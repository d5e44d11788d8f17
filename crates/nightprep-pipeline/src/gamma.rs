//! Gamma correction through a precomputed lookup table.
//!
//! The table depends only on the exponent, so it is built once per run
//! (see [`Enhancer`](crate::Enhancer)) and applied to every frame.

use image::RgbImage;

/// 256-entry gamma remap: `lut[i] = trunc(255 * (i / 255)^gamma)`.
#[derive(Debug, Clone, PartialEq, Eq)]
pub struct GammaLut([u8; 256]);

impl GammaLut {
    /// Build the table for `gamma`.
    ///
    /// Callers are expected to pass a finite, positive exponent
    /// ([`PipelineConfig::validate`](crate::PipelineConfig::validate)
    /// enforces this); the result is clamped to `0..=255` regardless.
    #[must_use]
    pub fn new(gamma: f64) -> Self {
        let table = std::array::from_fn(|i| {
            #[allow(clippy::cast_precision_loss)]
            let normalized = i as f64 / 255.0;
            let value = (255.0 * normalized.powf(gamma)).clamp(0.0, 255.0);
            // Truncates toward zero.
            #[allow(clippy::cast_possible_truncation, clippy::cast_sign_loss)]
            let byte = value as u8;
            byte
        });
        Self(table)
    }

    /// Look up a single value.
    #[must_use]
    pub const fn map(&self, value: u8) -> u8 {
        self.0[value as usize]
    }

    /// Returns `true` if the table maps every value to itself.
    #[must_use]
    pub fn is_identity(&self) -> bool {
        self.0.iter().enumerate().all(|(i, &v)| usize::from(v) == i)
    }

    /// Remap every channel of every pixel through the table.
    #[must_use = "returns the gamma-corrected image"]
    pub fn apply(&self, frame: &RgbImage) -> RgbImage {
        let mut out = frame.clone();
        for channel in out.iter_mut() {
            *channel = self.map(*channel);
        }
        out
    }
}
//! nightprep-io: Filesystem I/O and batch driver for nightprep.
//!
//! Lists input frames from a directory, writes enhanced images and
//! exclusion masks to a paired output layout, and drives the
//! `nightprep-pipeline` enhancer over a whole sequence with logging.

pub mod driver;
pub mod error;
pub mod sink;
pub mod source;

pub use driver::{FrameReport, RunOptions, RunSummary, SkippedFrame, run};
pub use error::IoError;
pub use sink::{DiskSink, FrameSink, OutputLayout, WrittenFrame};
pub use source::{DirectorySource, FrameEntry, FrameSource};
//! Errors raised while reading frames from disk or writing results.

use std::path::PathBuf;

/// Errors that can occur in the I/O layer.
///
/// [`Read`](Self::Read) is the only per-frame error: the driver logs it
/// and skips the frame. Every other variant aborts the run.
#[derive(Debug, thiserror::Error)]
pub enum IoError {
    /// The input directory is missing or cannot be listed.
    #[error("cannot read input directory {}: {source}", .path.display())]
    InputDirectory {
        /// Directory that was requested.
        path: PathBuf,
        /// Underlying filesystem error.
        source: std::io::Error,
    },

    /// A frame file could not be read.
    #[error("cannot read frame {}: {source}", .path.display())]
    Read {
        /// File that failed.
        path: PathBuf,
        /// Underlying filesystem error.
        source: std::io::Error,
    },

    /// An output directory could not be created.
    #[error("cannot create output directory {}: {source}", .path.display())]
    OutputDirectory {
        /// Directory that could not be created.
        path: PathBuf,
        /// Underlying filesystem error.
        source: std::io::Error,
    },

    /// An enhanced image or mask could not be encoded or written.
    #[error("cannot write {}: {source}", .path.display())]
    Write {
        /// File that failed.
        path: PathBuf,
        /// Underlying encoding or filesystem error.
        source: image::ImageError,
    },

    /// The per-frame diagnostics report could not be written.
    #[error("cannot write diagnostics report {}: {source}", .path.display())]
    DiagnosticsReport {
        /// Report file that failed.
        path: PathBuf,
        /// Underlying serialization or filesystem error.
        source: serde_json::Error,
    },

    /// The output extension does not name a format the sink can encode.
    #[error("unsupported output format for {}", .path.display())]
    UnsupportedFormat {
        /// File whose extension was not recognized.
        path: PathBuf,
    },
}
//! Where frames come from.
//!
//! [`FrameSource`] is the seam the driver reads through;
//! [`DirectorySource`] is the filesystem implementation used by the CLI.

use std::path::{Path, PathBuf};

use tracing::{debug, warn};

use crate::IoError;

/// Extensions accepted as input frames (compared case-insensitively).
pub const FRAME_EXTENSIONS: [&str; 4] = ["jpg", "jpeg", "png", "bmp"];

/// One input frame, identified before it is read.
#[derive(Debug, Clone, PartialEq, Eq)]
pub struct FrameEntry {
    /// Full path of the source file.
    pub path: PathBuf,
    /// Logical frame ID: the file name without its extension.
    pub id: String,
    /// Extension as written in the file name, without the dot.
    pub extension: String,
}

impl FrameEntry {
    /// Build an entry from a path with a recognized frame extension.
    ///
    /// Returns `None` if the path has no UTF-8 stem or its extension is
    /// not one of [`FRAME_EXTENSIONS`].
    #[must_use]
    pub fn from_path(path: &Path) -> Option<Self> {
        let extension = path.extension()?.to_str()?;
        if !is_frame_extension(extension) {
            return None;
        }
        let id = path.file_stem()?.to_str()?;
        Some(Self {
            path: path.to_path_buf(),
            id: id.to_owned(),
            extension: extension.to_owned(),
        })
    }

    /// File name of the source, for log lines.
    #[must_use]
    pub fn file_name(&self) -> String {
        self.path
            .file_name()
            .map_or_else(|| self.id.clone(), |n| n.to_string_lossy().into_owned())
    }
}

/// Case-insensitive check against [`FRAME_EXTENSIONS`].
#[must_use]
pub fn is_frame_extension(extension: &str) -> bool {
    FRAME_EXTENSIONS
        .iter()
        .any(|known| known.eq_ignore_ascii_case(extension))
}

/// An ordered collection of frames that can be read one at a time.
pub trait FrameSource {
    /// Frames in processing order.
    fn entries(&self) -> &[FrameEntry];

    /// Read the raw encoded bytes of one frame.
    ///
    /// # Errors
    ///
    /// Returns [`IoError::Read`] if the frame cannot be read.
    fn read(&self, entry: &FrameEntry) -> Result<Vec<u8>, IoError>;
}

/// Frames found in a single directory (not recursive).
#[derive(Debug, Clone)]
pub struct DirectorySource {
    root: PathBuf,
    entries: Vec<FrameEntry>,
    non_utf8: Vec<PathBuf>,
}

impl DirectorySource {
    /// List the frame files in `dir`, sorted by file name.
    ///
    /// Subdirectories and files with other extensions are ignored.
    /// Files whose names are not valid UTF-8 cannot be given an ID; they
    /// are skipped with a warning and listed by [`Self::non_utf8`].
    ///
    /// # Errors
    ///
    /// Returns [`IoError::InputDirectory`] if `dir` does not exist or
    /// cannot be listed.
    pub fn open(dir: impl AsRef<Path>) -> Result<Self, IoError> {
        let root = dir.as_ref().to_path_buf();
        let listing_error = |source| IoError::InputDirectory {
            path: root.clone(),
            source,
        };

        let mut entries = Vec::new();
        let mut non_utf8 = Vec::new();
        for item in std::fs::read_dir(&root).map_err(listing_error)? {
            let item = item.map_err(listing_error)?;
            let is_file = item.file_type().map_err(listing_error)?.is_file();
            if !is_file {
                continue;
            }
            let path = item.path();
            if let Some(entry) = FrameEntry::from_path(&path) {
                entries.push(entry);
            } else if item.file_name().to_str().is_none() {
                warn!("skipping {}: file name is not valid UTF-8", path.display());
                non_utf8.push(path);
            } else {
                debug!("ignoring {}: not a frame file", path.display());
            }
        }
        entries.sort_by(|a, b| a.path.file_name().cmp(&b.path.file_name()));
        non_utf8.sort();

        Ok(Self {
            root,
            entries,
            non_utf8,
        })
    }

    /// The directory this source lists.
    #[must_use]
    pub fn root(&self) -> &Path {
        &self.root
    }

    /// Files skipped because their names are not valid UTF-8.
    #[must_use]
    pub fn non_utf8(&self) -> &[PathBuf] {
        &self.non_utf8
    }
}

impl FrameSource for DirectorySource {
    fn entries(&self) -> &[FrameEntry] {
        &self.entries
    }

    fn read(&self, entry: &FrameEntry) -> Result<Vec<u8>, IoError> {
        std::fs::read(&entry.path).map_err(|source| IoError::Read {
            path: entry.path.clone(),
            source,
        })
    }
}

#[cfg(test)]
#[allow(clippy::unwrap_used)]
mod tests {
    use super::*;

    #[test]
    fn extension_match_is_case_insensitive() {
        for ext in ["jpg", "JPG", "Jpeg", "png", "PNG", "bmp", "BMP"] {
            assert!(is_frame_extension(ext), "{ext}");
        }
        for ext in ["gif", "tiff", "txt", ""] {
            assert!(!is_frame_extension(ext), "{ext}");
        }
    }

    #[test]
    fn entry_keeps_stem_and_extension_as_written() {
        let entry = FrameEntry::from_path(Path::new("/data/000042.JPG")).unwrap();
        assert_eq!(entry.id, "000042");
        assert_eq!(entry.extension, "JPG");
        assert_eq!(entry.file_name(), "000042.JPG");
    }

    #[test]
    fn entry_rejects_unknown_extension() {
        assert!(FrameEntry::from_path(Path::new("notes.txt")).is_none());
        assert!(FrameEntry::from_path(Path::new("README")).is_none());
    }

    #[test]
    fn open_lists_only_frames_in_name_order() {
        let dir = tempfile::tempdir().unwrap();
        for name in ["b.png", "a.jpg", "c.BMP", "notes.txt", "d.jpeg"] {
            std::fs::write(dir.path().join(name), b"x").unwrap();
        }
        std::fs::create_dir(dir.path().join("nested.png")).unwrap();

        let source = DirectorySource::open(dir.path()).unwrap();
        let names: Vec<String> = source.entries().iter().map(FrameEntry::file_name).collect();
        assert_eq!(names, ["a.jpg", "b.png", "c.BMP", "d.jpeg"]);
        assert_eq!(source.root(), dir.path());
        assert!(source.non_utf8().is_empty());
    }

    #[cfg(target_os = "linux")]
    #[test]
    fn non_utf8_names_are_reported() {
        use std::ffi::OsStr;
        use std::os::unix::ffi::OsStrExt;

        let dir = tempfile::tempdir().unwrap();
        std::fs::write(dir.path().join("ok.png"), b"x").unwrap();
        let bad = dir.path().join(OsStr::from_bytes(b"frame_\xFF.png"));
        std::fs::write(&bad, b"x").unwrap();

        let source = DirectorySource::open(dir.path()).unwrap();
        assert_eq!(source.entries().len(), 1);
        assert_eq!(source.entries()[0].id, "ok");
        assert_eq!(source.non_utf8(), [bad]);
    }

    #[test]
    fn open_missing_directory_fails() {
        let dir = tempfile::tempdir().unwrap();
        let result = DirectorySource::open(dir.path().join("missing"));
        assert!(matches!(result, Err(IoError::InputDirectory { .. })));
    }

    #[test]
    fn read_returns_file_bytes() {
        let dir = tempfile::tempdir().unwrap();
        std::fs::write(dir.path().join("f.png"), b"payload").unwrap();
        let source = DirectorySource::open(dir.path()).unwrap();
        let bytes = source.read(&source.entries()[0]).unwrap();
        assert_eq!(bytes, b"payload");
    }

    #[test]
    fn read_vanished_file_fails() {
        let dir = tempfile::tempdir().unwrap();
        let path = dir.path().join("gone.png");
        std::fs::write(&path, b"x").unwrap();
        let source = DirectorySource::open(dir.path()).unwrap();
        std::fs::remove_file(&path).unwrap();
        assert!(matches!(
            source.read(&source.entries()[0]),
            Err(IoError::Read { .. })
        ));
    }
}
════════════════
• [Exercise requirements]: If a line comes after the one containing "Truncates toward zero.", leave it out; set down every line of the data before it, and that line itself, exactly.

• [Result of this task]:
repository d5e44d11788d8f17
filename crates/nightprep-pipeline/src/gamma.rs
//! Gamma correction through a precomputed lookup table.
//!
//! The table depends only on the exponent, so it is built once per run
//! (see [`Enhancer`](crate::Enhancer)) and applied to every frame.

use image::RgbImage;

/// 256-entry gamma remap: `lut[i] = trunc(255 * (i / 255)^gamma)`.
#[derive(Debug, Clone, PartialEq, Eq)]
pub struct GammaLut([u8; 256]);

impl GammaLut {
    /// Build the table for `gamma`.
    ///
    /// Callers are expected to pass a finite, positive exponent
    /// ([`PipelineConfig::validate`](crate::PipelineConfig::validate)
    /// enforces this); the result is clamped to `0..=255` regardless.
    #[must_use]
    pub fn new(gamma: f64) -> Self {
        let table = std::array::from_fn(|i| {
            #[allow(clippy::cast_precision_loss)]
            let normalized = i as f64 / 255.0;
            let value = (255.0 * normalized.powf(gamma)).clamp(0.0, 255.0);
            // Truncates toward zero.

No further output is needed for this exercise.